> [Material for this exercise]:
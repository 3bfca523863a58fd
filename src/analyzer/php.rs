use anyhow::Result;
use serde::Deserialize;
use serde_json::Map;

use super::buckets;
use crate::classifier::classify;
use crate::models::{Bucket, BucketMap};

#[derive(Debug, Deserialize)]
struct ComposerJson {
    #[serde(default)]
    require: Requirements,
    #[serde(default, rename = "require-dev")]
    require_dev: Requirements,
}

/// Package to constraint map. PHP encodes an empty one as `[]`.
#[derive(Debug, Deserialize)]
#[serde(untagged)]
enum Requirements {
    Map(Map<String, serde_json::Value>),
    Empty(Vec<serde_json::Value>),
}

impl Default for Requirements {
    fn default() -> Self {
        Requirements::Map(Map::new())
    }
}

impl Requirements {
    fn names(&self) -> impl Iterator<Item = &String> {
        let map = match self {
            Requirements::Map(map) => Some(map),
            Requirements::Empty(_) => None,
        };
        map.into_iter().flat_map(|m| m.keys())
    }
}

/// Extractor for `composer.json`.
///
/// Platform requirements (`php`, `ext-*`, `lib-*`, `composer-plugin-api`)
/// describe the runtime rather than packages and are skipped.
pub struct ComposerExtractor;

impl ComposerExtractor {
    pub fn new() -> Self {
        Self
    }
}

impl super::Extractor for ComposerExtractor {
    fn extract(&self, text: &str) -> Result<BucketMap> {
        let composer: ComposerJson = serde_json::from_str(text)?;
        let mut deps = BucketMap::new();

        for (packages, bucket) in [
            (&composer.require, buckets::NECESSARY),
            (&composer.require_dev, buckets::DEV),
        ] {
            let items: Vec<_> = packages
                .names()
                .filter(|name| !is_platform_package(name))
                .map(|name| classify(name))
                .collect();
            deps.insert(bucket, Bucket::List(items));
        }

        Ok(deps)
    }
}

fn is_platform_package(name: &str) -> bool {
    let name = name.to_ascii_lowercase();
    name == "php"
        || name.starts_with("php-")
        || name.starts_with("ext-")
        || name.starts_with("lib-")
        || name == "composer-plugin-api"
        || name == "composer-runtime-api"
}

> [Work order]: Repeat the entries exactly as they appear.

> [Task solution]:
repository 3bfca523863a58fd
filename src/analyzer/php.rs
use anyhow::Result;
use serde::Deserialize;
use serde_json::Map;

use super::buckets;
use crate::classifier::classify;
use crate::models::{Bucket, BucketMap};

#[derive(Debug, Deserialize)]
struct ComposerJson {
    #[serde(default)]
    require: Requirements,
    #[serde(default, rename = "require-dev")]
    require_dev: Requirements,
}

/// Package to constraint map. PHP encodes an empty one as `[]`.
#[derive(Debug, Deserialize)]
#[serde(untagged)]
enum Requirements {
    Map(Map<String, serde_json::Value>),
    Empty(Vec<serde_json::Value>),
}

impl Default for Requirements {
    fn default() -> Self {
        Requirements::Map(Map::new())
    }
}

impl Requirements {
    fn names(&self) -> impl Iterator<Item = &String> {
        let map = match self {
            Requirements::Map(map) => Some(map),
            Requirements::Empty(_) => None,
        };
        map.into_iter().flat_map(|m| m.keys())
    }
}

/// Extractor for `composer.json`.
///
/// Platform requirements (`php`, `ext-*`, `lib-*`, `composer-plugin-api`)
/// describe the runtime rather than packages and are skipped.
pub struct ComposerExtractor;

impl ComposerExtractor {
    pub fn new() -> Self {
        Self
    }
}

impl super::Extractor for ComposerExtractor {
    fn extract(&self, text: &str) -> Result<BucketMap> {
        let composer: ComposerJson = serde_json::from_str(text)?;
        let mut deps = BucketMap::new();

        for (packages, bucket) in [
            (&composer.require, buckets::NECESSARY),
            (&composer.require_dev, buckets::DEV),
        ] {
            let items: Vec<_> = packages
                .names()
                .filter(|name| !is_platform_package(name))
                .map(|name| classify(name))
                .collect();
            deps.insert(bucket, Bucket::List(items));
        }

        Ok(deps)
    }
}

fn is_platform_package(name: &str) -> bool {
    let name = name.to_ascii_lowercase();
    name == "php"
        || name.starts_with("php-")
        || name.starts_with("ext-")
        || name.starts_with("lib-")
        || name == "composer-plugin-api"
        || name == "composer-runtime-api"
}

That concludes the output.